Network Appliance releases new products, strengthens partnerships

Network Appliance Inc. on Monday announced two new network attached storage (NAS) appliances, some new solutions and broader partnerships with Veritas Inc., Cisco Systems Inc., and FileNet Inc. to help its customers deploy best-of-breed storage solutions, the company said.

The FAS980 and the FAS980c are two new high-end storage filers designed for the heart of the enterprise data centre. The devices run on NetApp’s Data ONTAP 6.5 operating system and store up 64TB of data if clustered. An individual unit will hold up to 32TB of data. The FAS980 and FAS980c’s predecessors – the FAS960 and FAS960c – scaled up to 24TB of data individually and 48TB if clustered, said Jeff Goldstein, general manager, Network Appliance Canada Inc. in Toronto.

NetApp has also released a new near storage device that employs ATA disks called the NearStore R200. The product allows companies to mirror data from their primary storage devices onto NearStore, which then backs up to tape at a slower pace. It will also include NetApp’s new RAID-DP, which will be built in to the company’s entire line of enterprise storage systems. RAID-DP allows for two disks to fail on a RAID array, without losing any data, according to the company.

In addition, NetApp’s gFiler – a storage gateway between Hitachi Data System’s SAN environments to NetApp’s NAS environment – now supports IBM Corp.’s storage platforms, and the new SnapMover software balances workloads between different gFiler systems.
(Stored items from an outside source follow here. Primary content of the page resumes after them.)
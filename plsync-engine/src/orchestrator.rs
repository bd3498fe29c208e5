//! Sync run orchestrator
//!
//! One run walks the phases in order:
//!
//! SCAN_SOURCES → RESOLVE_NOVELTY → SCAN_RELEASES (optional) → DEDUPLICATE →
//! RECONCILE_DESTINATION → PERSIST_HISTORY
//!
//! Settings and "now" are parameters of [`SyncEngine::run`]; nothing is read from
//! ambient state. A failing source or artist only skips that unit. History is
//! saved once, at the end, whatever the destination write achieved: "have we
//! seen it" is tracked independently of "did we deliver it". A run cancelled
//! between phases saves nothing.

use crate::history::{HistoryStore, KnownSet, ARTIST_RELEASES_KEY};
use crate::novelty::{dedupe, resolve};
use crate::provider::{CollectionProvider, TrackItem};
use crate::reconciler::{reconcile, WriteReport};
use crate::releases::{scan_releases, ReleaseItem};
use crate::scanner::{scan_window, WindowScan};
use chrono::{DateTime, TimeZone};
use plsync_common::config::SyncSettings;
use plsync_common::time::TimeWindow;
use thiserror::Error;
use tokio_util::sync::CancellationToken;
use tracing::{debug, error, info, warn};

/// Reasons a run, or one of its feeds, cannot start
#[derive(Debug, Clone, Error, PartialEq, Eq)]
pub enum SyncError {
    #[error("No destination playlist configured")]
    NoDestination,

    #[error("No source playlists configured")]
    NoSources,
}

/// Run phases, for progress and cancellation reporting
#[derive(Debug, Clone, Copy, PartialEq, Eq)]
pub enum Phase {
    ScanSources,
    ResolveNovelty,
    ScanReleases,
    Deduplicate,
    ReconcileDestination,
    PersistHistory,
}

impl std::fmt::Display for Phase {
    fn fmt(&self, f: &mut std::fmt::Formatter<'_>) -> std::fmt::Result {
        let name = match self {
            Phase::ScanSources => "SCAN_SOURCES",
            Phase::ResolveNovelty => "RESOLVE_NOVELTY",
            Phase::ScanReleases => "SCAN_RELEASES",
            Phase::Deduplicate => "DEDUPLICATE",
            Phase::ReconcileDestination => "RECONCILE_DESTINATION",
            Phase::PersistHistory => "PERSIST_HISTORY",
        };
        f.write_str(name)
    }
}

/// Which feeds a run covers
#[derive(Debug, Clone, Copy, PartialEq, Eq)]
pub struct RunPlan {
    pub sources: bool,
    pub releases: bool,
}

impl RunPlan {
    pub fn playlists_only() -> Self {
        Self {
            sources: true,
            releases: false,
        }
    }

    pub fn releases_only() -> Self {
        Self {
            sources: false,
            releases: true,
        }
    }

    /// Source playlists, plus releases when the settings enable them
    pub fn everything(settings: &SyncSettings) -> Self {
        Self {
            sources: true,
            releases: settings.check_artist_releases,
        }
    }
}

/// What happened to one source playlist
#[derive(Debug, Clone, PartialEq, Eq)]
pub enum SourceOutcome {
    Scanned {
        /// Tracks inside the window
        window_tracks: usize,
        /// Entries skipped for malformed data
        skipped: usize,
    },
    /// Not found or access denied: likely a misconfigured ID
    Unavailable { cause: String },
    /// Any other provider failure
    Failed { cause: String },
}

/// Per-source section of a [`RunReport`]
#[derive(Debug, Clone, PartialEq, Eq)]
pub struct SourceReport {
    pub source_id: String,
    pub name: Option<String>,
    pub outcome: SourceOutcome,
    /// Tracks not seen in this source before, newest first
    pub new_tracks: Vec<TrackItem>,
}

/// Release section of a [`RunReport`]
#[derive(Debug, Clone, PartialEq, Eq)]
pub enum ReleaseReport {
    Scanned {
        artists_checked: usize,
        artists_failed: usize,
        /// Release tracks inside the window
        releases: usize,
        new_releases: Vec<ReleaseItem>,
    },
    Failed {
        cause: String,
    },
}

/// Everything a run did
#[derive(Debug, Clone, PartialEq, Eq)]
pub struct RunReport {
    pub sources: Vec<SourceReport>,
    pub releases: Option<ReleaseReport>,
    /// Candidates before deduplication
    pub candidates: usize,
    /// Candidates dropped as cross-source duplicates
    pub duplicates_removed: usize,
    pub write: Option<WriteReport>,
    pub history_saved: bool,
    pub history_error: Option<String>,
    /// Why the source playlists were not scanned, when the rest of the run went ahead
    pub sources_skipped: Option<SyncError>,
    /// Set when the run was cancelled before this phase
    pub cancelled_before: Option<Phase>,
}

impl RunReport {
    fn empty() -> Self {
        Self {
            sources: Vec::new(),
            releases: None,
            candidates: 0,
            duplicates_removed: 0,
            write: None,
            history_saved: false,
            history_error: None,
            sources_skipped: None,
            cancelled_before: None,
        }
    }

    fn cancelled(mut self, phase: Phase) -> Self {
        info!(phase = %phase, "Run cancelled, history not saved");
        self.cancelled_before = Some(phase);
        self
    }

    pub fn is_cancelled(&self) -> bool {
        self.cancelled_before.is_some()
    }

    /// Total tracks found new across sources and releases
    pub fn new_items(&self) -> usize {
        let from_sources: usize = self.sources.iter().map(|s| s.new_tracks.len()).sum();
        let from_releases = match &self.releases {
            Some(ReleaseReport::Scanned { new_releases, .. }) => new_releases.len(),
            _ => 0,
        };
        from_sources + from_releases
    }
}

/// Runs sync passes against one provider and one history file
pub struct SyncEngine<P> {
    provider: P,
    history: HistoryStore,
}

impl<P: CollectionProvider> SyncEngine<P> {
    pub fn new(provider: P, history: HistoryStore) -> Self {
        Self { provider, history }
    }

    pub fn provider(&self) -> &P {
        &self.provider
    }

    pub fn history(&self) -> &HistoryStore {
        &self.history
    }

    /// Execute one sync run
    ///
    /// Returns `Err` only when the run cannot start: no destination, or no
    /// sources for a plan with nothing else to do. History is then left
    /// untouched. Without sources, a plan that also covers releases runs the
    /// release feed alone and records the skip in the report.
    pub async fn run<Tz: TimeZone>(
        &self,
        settings: &SyncSettings,
        mut plan: RunPlan,
        now: &DateTime<Tz>,
        cancel: &CancellationToken,
    ) -> Result<RunReport, SyncError> {
        let Some(destination) = settings.destination.as_deref() else {
            error!("No destination playlist configured, aborting run");
            return Err(SyncError::NoDestination);
        };

        let mut report = RunReport::empty();
        if plan.sources && settings.sources.is_empty() {
            if !plan.releases {
                error!("No source playlists configured, aborting run");
                return Err(SyncError::NoSources);
            }
            warn!("No source playlists configured, checking releases only");
            plan.sources = false;
            report.sources_skipped = Some(SyncError::NoSources);
        }

        info!(
            sources = if plan.sources { settings.sources.len() } else { 0 },
            releases = plan.releases,
            destination = %destination,
            "Starting sync run"
        );

        let mut known = self.history.load(&settings.sources);
        let mut candidates: Vec<String> = Vec::new();

        if plan.sources {
            if cancel.is_cancelled() {
                return Ok(report.cancelled(Phase::ScanSources));
            }
            let window = TimeWindow::trailing_days(now, settings.track_window_days);
            let scans = self.scan_sources(&settings.sources, &window).await;

            if cancel.is_cancelled() {
                return Ok(report.cancelled(Phase::ResolveNovelty));
            }
            report.sources = resolve_sources(&mut known, scans, &mut candidates);
        }

        if plan.releases {
            if cancel.is_cancelled() {
                return Ok(report.cancelled(Phase::ScanReleases));
            }
            let window = TimeWindow::trailing_days(now, settings.release_window_days);
            report.releases = Some(self.scan_release_feed(&mut known, &window, &mut candidates).await);
        }

        if cancel.is_cancelled() {
            return Ok(report.cancelled(Phase::Deduplicate));
        }
        let unique = dedupe(&candidates);
        report.candidates = candidates.len();
        report.duplicates_removed = candidates.len() - unique.len();
        if report.duplicates_removed > 0 {
            info!(
                duplicates = report.duplicates_removed,
                "Removed tracks found in more than one source"
            );
        }

        if cancel.is_cancelled() {
            return Ok(report.cancelled(Phase::ReconcileDestination));
        }
        report.write = Some(reconcile(&self.provider, &unique, destination).await);

        match self.history.save(&known) {
            Ok(()) => report.history_saved = true,
            Err(e) => {
                error!(
                    path = %self.history.path().display(),
                    error = %e,
                    "Failed to save history; the next run will rediscover these tracks"
                );
                report.history_error = Some(e.to_string());
            }
        }

        info!(
            new_items = report.new_items(),
            written = report.write.as_ref().map(|w| w.written).unwrap_or(0),
            history_saved = report.history_saved,
            "Sync run finished"
        );

        Ok(report)
    }

    /// SCAN_SOURCES: each source independently, failures contained
    async fn scan_sources<Tz: TimeZone>(
        &self,
        sources: &[String],
        window: &TimeWindow<Tz>,
    ) -> Vec<SourceScan> {
        let mut scans = Vec::with_capacity(sources.len());

        for (index, source_id) in sources.iter().enumerate() {
            let name = match self.provider.collection_name(source_id).await {
                Ok(name) => name,
                Err(e) => {
                    debug!(source_id = %source_id, error = %e, "Playlist name unavailable");
                    None
                }
            };

            info!(
                source = index + 1,
                of = sources.len(),
                source_id = %source_id,
                name = name.as_deref().unwrap_or("unknown"),
                window_days = window.days(),
                "Scanning source playlist"
            );

            let result = scan_window(&self.provider, source_id, window).await;
            if let Err(e) = &result {
                if e.is_unavailable() {
                    warn!(source_id = %source_id, error = %e, "Source playlist unavailable, check the ID and permissions");
                } else {
                    warn!(source_id = %source_id, error = %e, "Failed to scan source playlist, skipping");
                }
            }

            scans.push(SourceScan {
                source_id: source_id.clone(),
                name,
                result,
            });
        }

        scans
    }

    /// SCAN_RELEASES plus novelty under the synthetic release key
    async fn scan_release_feed<Tz: TimeZone>(
        &self,
        known: &mut KnownSet,
        window: &TimeWindow<Tz>,
        candidates: &mut Vec<String>,
    ) -> ReleaseReport {
        let scan = match scan_releases(&self.provider, window).await {
            Ok(scan) => scan,
            Err(e) => {
                warn!(error = %e, "Could not list followed artists, skipping releases");
                return ReleaseReport::Failed {
                    cause: e.to_string(),
                };
            }
        };

        let resolution = resolve(&scan.identities(), known.get(ARTIST_RELEASES_KEY));
        if resolution.changed {
            known.replace(ARTIST_RELEASES_KEY, resolution.updated_known);
        }

        let by_uri = scan.by_uri();
        let new_releases: Vec<ReleaseItem> = resolution
            .new_items
            .iter()
            .filter_map(|uri| by_uri.get(uri.as_str()).map(|r| (*r).clone()))
            .collect();
        for release in &new_releases {
            debug!(release = %release, "New release");
        }
        info!(new_releases = new_releases.len(), "Release novelty resolved");
        candidates.extend(resolution.new_items);

        ReleaseReport::Scanned {
            artists_checked: scan.artists_checked,
            artists_failed: scan.artists_failed,
            releases: scan.releases.len(),
            new_releases,
        }
    }
}

/// Raw result of scanning one source
struct SourceScan {
    source_id: String,
    name: Option<String>,
    result: crate::provider::ProviderResult<WindowScan>,
}

/// RESOLVE_NOVELTY: update known sets and collect candidates in source order
fn resolve_sources(
    known: &mut KnownSet,
    scans: Vec<SourceScan>,
    candidates: &mut Vec<String>,
) -> Vec<SourceReport> {
    scans
        .into_iter()
        .map(|scan| {
            let window = match scan.result {
                Ok(window) => window,
                Err(e) => {
                    let cause = e.to_string();
                    let outcome = if e.is_unavailable() {
                        SourceOutcome::Unavailable { cause }
                    } else {
                        SourceOutcome::Failed { cause }
                    };
                    return SourceReport {
                        source_id: scan.source_id,
                        name: scan.name,
                        outcome,
                        new_tracks: Vec::new(),
                    };
                }
            };

            let resolution = resolve(&window.identities(), known.get(&scan.source_id));
            if resolution.changed {
                known.replace(&scan.source_id, resolution.updated_known);
            }

            let by_uri = window.by_uri();
            let new_tracks: Vec<TrackItem> = resolution
                .new_items
                .iter()
                .filter_map(|uri| by_uri.get(uri.as_str()).map(|t| (*t).clone()))
                .collect();
            info!(
                source_id = %scan.source_id,
                window_tracks = window.tracks.len(),
                new = new_tracks.len(),
                "Resolved source novelty"
            );
            candidates.extend(resolution.new_items);

            SourceReport {
                source_id: scan.source_id,
                name: scan.name,
                outcome: SourceOutcome::Scanned {
                    window_tracks: window.tracks.len(),
                    skipped: window.skipped,
                },
                new_tracks,
            }
        })
        .collect()
}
NetApp has also extended its relationship with Cisco Systems Inc., whereby it will support and sell Cisco’s 9000 series of switches. NetApp will also integrate its SnapLock software into Veritas Inc.’s Data LifeCycle Manager 5.0, and SnapLock will also be integrated into FileNet Inc.’s P8 Content Manager.

Bob Passmore, research director, storage, at Gartner Inc. in San Jose said these announcements make NetApp stronger in the storage market than it was before, because it is filling the holes in its offerings through its partnerships and new products.

“NetApp is more trying to gain incremental business from their existing customers set than it is trying to go after the market head-on,” he said.

Essentially, NetApp leads in the NAS market, and is still playing catch-up in the SAN market, compared to its biggest competitor EMC Corp., Passmore said, but the situation is not as black and white as that.

“We’re in a pretty mature, sophisticated market today. A vendor like EMC has a got an extremely broad portfolio, as does IBM, as does Hewlett-Packard. NetApp actually has a much narrower portfolio than any of those three vendors, but what it does, it does very well,” he explained.

NetApp’s Goldstein said that one reason why the company has chosen to expand its offerings through partnerships, as opposed to trying to create everything itself, is to offer customers best-of-breed storage solutions, while being able to focus on its core competencies.